Croft stood unsuccessfully for Leominster at the 1713 British general election. He was returned as Member of Parliament for Leominster at the top of the poll at the 1722 British general election. On the death of King George I in 1727 he expected Walpole to be ousted by Sir Spencer Compton whom he backed. On Walpole's continuance in office Croft wrote an apology and begged for a post in the Treasury. However he was defeated at the 1727 British general election although returned on the Treasury interest for Winchelsea at a by-election in 1728. He was also returned as MP for Bere Alston on the Drake interest at a by-election on 2 March 1728 and chose to sit at Bere Alston.

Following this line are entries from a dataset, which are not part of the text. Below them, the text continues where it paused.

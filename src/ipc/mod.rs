mod error;
mod handlers;
mod helpers;
mod router;
mod types;

pub use router::handle_request;
pub use error::bad_json;
pub use types::{AppState, Request};
use crate::ipc::error::{err, ok};
use crate::ipc::types::{AppState, Request};
use crate::store::{self, Action, Applied, StoreError};
use serde::de::DeserializeOwned;
use serde_json::json;

pub fn required_str(req: &Request, key: &str) -> Result<String, serde_json::Value> {
    let v = req
        .params
        .get(key)
        .and_then(|v| v.as_str())
        .map(|v| v.trim().to_string())
        .ok_or_else(|| err(&req.id, "bad_params", format!("missing {}", key), None))?;
    if v.is_empty() {
        return Err(err(
            &req.id,
            "bad_params",
            format!("{} must not be empty", key),
            None,
        ));
    }
    Ok(v)
}

pub fn optional_str(req: &Request, key: &str) -> Result<Option<String>, serde_json::Value> {
    match req.params.get(key) {
        None => Ok(None),
        Some(v) if v.is_null() => Ok(None),
        Some(v) => {
            let Some(s) = v.as_str() else {
                return Err(err(
                    &req.id,
                    "bad_params",
                    format!("{} must be string or null", key),
                    None,
                ));
            };
            let t = s.trim();
            Ok(if t.is_empty() { None } else { Some(t.to_string()) })
        }
    }
}

pub fn required_f64(req: &Request, key: &str) -> Result<f64, serde_json::Value> {
    req.params
        .get(key)
        .and_then(|v| v.as_f64())
        .ok_or_else(|| {
            err(
                &req.id,
                "bad_params",
                format!("{} must be a number", key),
                None,
            )
        })
}

pub fn optional_limit(req: &Request, default: usize) -> Result<usize, serde_json::Value> {
    match req.params.get("limit") {
        None => Ok(default),
        Some(v) if v.is_null() => Ok(default),
        Some(v) => v.as_u64().map(|n| n as usize).ok_or_else(|| {
            err(
                &req.id,
                "bad_params",
                "limit must be a non-negative integer",
                Some(json!({ "limit": v })),
            )
        }),
    }
}

/// Lower-cased `params.search`, if any. Surrounding spaces are part of the
/// needle; only an empty string means "no filter".
pub fn search_needle(req: &Request) -> Result<Option<String>, serde_json::Value> {
    match req.params.get("search") {
        None => Ok(None),
        Some(v) if v.is_null() => Ok(None),
        Some(v) => match v.as_str() {
            Some("") => Ok(None),
            Some(s) => Ok(Some(s.to_lowercase())),
            None => Err(err(&req.id, "bad_params", "search must be string or null", None)),
        },
    }
}

/// Deserializes `params[key]` (or the whole params object when `key` is None).
pub fn parse_params<T: DeserializeOwned>(
    req: &Request,
    key: Option<&str>,
) -> Result<T, serde_json::Value> {
    let raw = match key {
        Some(k) => match req.params.get(k) {
            Some(v) if v.is_object() => v.clone(),
            _ => {
                return Err(err(
                    &req.id,
                    "bad_params",
                    format!("missing/invalid {}", k),
                    None,
                ))
            }
        },
        None if req.params.is_null() => json!({}),
        None => req.params.clone(),
    };
    serde_json::from_value(raw).map_err(|e| err(&req.id, "bad_params", e.to_string(), None))
}

pub fn store_err(req: &Request, e: StoreError) -> serde_json::Value {
    let details = match &e {
        StoreError::NotFound { entity, id } | StoreError::DuplicateId { entity, id } => {
            Some(json!({ "entity": entity, "id": id }))
        }
        StoreError::InvalidField { field, .. } => Some(json!({ "field": field })),
        StoreError::AlreadyGraded(id) => Some(json!({ "submissionId": id })),
    };
    err(&req.id, e.code(), e.to_string(), details)
}

/// Runs `action` through the reducer and swaps in the new snapshot on success.
/// `id_key` names the id field in the reply for created entities.
pub fn dispatch(
    state: &mut AppState,
    req: &Request,
    action: Action,
    id_key: &str,
) -> serde_json::Value {
    match store::reduce(&state.snapshot, action) {
        Ok((next, applied)) => {
            state.snapshot = next;
            tracing::info!(method = %req.method, ?applied, "applied");
            let result = match applied {
                Applied::Created { id } => json!({ id_key: id }),
                Applied::Updated { .. } => json!({ "ok": true }),
                Applied::Deleted { cascaded, .. } => json!({ "ok": true, "cascaded": cascaded }),
            };
            ok(&req.id, result)
        }
        Err(e) => {
            tracing::debug!(method = %req.method, error = %e, "rejected");
            store_err(req, e)
        }
    }
}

He then applied for posts through Mrs Clayton, the Queen's favourite, but was unsuccessful. In Parliament, he made a number of speeches for the government and was rewarded with a post as Lord of Trade in 1730. At the 1734 general election, he was unable to find a seat. However he was allowed to retain his post as Lord of Trade until the fall of Walpole in 1742 when he resigned with a pension of £1,000 a year.

==Death and legacy==
Croft died on 10 December 1753, having had three sons and a daughter. He was succeeded in the baronetcy by his son Archer Croft.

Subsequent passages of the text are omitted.